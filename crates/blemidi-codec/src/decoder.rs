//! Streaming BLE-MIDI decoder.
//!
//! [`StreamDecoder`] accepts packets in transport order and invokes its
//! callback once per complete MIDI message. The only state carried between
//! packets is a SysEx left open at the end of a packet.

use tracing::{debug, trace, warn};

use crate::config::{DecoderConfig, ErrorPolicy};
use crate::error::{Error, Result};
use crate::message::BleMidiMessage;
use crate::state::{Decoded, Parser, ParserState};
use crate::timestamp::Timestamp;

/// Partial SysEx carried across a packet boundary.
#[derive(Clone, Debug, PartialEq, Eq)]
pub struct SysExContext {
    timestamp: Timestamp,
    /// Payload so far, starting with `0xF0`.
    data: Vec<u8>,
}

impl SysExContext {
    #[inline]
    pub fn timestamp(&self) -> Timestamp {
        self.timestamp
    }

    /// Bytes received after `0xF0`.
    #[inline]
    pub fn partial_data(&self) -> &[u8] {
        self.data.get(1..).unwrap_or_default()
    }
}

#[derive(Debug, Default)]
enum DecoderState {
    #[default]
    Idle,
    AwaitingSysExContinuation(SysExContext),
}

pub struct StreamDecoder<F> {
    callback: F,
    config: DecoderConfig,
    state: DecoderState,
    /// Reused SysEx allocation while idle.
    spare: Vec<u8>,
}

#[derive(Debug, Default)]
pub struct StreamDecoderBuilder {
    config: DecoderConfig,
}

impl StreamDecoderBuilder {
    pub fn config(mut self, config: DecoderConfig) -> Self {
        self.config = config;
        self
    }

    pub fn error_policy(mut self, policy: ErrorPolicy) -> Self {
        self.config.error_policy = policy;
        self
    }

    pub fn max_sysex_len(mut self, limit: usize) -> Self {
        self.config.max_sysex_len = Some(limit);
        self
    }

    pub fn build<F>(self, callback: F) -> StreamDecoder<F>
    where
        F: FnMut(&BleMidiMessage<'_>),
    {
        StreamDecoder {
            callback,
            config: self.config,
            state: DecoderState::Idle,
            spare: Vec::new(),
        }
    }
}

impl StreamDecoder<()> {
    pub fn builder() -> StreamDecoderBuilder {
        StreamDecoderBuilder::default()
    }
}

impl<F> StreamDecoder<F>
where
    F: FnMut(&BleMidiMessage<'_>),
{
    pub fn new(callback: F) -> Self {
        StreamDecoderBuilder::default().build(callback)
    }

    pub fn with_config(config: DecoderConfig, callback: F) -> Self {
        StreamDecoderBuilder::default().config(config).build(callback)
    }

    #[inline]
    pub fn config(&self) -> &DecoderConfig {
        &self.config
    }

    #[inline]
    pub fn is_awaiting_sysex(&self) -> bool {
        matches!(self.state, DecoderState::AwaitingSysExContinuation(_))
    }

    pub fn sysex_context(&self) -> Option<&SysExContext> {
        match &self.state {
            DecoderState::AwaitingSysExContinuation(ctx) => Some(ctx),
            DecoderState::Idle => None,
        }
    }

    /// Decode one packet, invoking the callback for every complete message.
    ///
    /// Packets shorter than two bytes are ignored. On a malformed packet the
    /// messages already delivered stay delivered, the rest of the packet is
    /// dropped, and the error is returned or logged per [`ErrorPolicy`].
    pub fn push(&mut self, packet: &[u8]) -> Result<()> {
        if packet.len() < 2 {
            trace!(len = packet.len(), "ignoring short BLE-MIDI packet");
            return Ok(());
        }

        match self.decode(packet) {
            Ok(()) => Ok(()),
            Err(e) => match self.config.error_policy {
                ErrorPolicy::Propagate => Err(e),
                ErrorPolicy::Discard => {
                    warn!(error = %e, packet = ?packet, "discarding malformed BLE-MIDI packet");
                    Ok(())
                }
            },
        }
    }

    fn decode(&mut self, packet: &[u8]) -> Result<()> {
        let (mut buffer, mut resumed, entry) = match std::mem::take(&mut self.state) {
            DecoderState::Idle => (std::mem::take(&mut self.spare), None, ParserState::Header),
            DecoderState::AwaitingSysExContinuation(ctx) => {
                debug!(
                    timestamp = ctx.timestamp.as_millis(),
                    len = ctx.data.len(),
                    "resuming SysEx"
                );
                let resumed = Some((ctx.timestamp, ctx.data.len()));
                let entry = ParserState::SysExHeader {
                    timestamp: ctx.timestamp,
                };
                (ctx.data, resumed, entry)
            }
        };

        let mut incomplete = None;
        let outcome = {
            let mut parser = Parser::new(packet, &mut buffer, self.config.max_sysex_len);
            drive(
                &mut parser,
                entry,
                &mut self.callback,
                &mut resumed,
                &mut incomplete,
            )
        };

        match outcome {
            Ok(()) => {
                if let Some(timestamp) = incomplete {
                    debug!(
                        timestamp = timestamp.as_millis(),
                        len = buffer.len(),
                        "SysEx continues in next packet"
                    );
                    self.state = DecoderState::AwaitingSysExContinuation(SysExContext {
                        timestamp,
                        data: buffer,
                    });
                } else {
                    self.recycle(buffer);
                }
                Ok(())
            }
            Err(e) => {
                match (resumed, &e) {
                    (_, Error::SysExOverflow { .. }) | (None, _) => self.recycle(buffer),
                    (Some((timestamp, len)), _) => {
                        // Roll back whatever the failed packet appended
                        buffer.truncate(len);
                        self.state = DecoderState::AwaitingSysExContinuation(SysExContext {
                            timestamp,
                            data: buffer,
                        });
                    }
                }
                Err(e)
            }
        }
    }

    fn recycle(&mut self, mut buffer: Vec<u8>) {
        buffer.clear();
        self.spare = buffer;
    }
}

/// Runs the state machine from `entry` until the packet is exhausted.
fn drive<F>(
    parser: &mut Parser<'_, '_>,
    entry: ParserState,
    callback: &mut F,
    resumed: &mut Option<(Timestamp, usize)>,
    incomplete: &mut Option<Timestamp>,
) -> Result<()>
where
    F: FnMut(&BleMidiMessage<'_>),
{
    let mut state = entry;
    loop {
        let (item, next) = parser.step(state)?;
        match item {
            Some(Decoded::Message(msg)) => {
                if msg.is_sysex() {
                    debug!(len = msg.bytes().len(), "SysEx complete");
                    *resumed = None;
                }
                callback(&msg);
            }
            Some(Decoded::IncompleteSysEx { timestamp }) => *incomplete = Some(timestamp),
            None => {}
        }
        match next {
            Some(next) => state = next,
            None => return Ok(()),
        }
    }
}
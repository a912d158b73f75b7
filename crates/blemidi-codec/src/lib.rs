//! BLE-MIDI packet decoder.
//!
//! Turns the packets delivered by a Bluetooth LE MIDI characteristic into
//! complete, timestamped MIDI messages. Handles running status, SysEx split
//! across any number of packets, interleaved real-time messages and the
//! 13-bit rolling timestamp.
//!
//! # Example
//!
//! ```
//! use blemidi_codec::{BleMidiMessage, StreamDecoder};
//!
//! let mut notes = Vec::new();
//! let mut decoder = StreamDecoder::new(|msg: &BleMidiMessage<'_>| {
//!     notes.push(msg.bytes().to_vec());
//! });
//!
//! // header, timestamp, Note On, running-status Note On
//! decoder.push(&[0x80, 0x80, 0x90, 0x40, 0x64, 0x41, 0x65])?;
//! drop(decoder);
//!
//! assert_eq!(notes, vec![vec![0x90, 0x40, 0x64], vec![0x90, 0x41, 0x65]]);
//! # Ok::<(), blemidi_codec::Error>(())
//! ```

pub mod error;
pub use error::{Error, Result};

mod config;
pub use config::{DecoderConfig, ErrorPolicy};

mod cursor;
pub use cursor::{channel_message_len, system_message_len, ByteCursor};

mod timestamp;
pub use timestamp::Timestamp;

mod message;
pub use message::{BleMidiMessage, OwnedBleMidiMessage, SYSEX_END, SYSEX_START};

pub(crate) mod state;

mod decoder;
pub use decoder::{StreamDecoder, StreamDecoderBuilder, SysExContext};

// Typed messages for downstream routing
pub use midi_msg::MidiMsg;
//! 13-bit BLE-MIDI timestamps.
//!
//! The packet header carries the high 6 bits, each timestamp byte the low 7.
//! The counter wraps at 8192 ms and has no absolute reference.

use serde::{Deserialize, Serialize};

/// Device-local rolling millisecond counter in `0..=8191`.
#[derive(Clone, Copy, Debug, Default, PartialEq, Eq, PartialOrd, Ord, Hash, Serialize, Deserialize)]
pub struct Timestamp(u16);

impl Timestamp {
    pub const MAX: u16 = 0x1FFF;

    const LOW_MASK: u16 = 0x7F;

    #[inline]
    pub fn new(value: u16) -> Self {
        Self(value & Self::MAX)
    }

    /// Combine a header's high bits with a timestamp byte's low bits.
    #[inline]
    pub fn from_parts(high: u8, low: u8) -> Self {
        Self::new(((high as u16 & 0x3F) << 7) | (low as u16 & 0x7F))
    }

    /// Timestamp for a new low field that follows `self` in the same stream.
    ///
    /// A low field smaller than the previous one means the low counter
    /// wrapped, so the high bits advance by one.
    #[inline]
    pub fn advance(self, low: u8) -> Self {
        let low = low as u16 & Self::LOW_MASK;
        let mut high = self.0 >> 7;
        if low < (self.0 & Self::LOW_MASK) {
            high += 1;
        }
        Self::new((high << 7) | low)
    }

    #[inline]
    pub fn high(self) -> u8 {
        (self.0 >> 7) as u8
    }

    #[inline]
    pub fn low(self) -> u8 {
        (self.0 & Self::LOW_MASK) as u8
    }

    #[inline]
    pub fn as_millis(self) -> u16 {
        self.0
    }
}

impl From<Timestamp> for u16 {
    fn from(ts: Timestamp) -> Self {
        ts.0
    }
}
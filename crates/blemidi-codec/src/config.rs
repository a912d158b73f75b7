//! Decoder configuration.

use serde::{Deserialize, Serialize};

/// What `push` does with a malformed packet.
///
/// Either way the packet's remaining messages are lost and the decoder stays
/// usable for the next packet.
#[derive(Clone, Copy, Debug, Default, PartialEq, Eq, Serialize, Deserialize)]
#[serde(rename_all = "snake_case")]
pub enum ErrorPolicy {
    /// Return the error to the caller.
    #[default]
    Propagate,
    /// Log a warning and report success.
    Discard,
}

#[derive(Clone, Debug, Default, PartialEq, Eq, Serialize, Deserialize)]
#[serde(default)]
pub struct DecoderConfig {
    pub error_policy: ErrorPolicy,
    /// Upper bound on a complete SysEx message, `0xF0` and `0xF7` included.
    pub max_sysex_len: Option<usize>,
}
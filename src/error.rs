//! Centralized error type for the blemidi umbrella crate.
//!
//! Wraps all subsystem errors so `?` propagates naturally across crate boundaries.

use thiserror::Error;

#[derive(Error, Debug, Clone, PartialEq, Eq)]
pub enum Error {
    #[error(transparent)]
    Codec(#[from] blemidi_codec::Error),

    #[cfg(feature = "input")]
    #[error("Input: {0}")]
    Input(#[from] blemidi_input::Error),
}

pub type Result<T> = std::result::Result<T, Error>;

════════════════

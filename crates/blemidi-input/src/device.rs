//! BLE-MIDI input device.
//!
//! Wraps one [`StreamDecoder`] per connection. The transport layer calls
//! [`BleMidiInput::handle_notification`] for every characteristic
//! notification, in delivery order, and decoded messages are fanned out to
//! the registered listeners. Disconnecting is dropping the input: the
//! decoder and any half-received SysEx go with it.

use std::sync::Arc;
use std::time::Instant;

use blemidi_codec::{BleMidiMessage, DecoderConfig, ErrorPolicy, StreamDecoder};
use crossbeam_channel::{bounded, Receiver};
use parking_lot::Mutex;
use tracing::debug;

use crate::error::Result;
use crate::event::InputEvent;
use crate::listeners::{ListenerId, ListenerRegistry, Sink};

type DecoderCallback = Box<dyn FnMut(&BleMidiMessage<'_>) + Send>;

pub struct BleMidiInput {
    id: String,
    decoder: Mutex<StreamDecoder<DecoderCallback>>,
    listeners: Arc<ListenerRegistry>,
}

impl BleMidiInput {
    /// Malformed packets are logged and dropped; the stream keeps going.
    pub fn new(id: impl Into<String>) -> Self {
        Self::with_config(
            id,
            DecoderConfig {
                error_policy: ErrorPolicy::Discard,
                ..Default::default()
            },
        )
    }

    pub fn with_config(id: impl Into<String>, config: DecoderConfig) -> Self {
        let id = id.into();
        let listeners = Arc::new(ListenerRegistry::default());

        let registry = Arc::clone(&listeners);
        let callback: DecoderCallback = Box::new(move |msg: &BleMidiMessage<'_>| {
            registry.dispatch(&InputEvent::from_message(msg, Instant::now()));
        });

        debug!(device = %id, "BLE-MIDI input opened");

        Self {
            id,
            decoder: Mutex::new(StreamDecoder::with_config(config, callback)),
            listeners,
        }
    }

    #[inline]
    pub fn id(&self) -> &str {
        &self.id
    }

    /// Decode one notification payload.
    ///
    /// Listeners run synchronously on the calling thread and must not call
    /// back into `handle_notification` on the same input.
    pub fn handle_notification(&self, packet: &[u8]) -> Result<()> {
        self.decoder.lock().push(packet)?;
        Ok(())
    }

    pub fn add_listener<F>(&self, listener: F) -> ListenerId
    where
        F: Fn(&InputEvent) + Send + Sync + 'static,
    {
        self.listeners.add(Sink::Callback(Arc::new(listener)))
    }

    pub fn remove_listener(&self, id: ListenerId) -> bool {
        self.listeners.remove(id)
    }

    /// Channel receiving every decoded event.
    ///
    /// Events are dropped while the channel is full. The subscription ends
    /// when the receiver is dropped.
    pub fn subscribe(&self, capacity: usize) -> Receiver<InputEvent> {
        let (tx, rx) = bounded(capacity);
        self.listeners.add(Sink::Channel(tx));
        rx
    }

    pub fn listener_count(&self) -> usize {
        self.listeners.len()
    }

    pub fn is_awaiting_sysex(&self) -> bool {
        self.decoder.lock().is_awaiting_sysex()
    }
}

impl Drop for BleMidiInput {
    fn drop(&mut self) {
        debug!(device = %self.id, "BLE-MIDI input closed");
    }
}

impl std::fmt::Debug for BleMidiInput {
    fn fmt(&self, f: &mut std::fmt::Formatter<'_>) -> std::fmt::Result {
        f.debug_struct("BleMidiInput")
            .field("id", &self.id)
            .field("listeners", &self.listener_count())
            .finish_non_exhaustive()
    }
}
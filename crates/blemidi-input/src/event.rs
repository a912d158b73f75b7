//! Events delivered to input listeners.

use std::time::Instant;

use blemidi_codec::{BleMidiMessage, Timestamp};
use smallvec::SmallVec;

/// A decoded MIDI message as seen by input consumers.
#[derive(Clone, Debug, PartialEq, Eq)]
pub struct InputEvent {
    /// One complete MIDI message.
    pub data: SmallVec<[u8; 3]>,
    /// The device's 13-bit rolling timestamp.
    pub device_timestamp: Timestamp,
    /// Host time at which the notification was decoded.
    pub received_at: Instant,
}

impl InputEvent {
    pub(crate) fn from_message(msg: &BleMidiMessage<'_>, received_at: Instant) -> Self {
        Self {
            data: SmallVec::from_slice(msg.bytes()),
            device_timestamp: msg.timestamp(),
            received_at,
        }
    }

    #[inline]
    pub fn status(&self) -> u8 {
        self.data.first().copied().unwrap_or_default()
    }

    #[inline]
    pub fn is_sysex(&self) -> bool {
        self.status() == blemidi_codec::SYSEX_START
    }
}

════════════════

**Requirement**
Every line above that holds the string "order" should be copied out.

**Written solution**
//! [`StreamDecoder`] accepts packets in transport order and invokes its
//! notification, in delivery order, and decoded messages are fanned out to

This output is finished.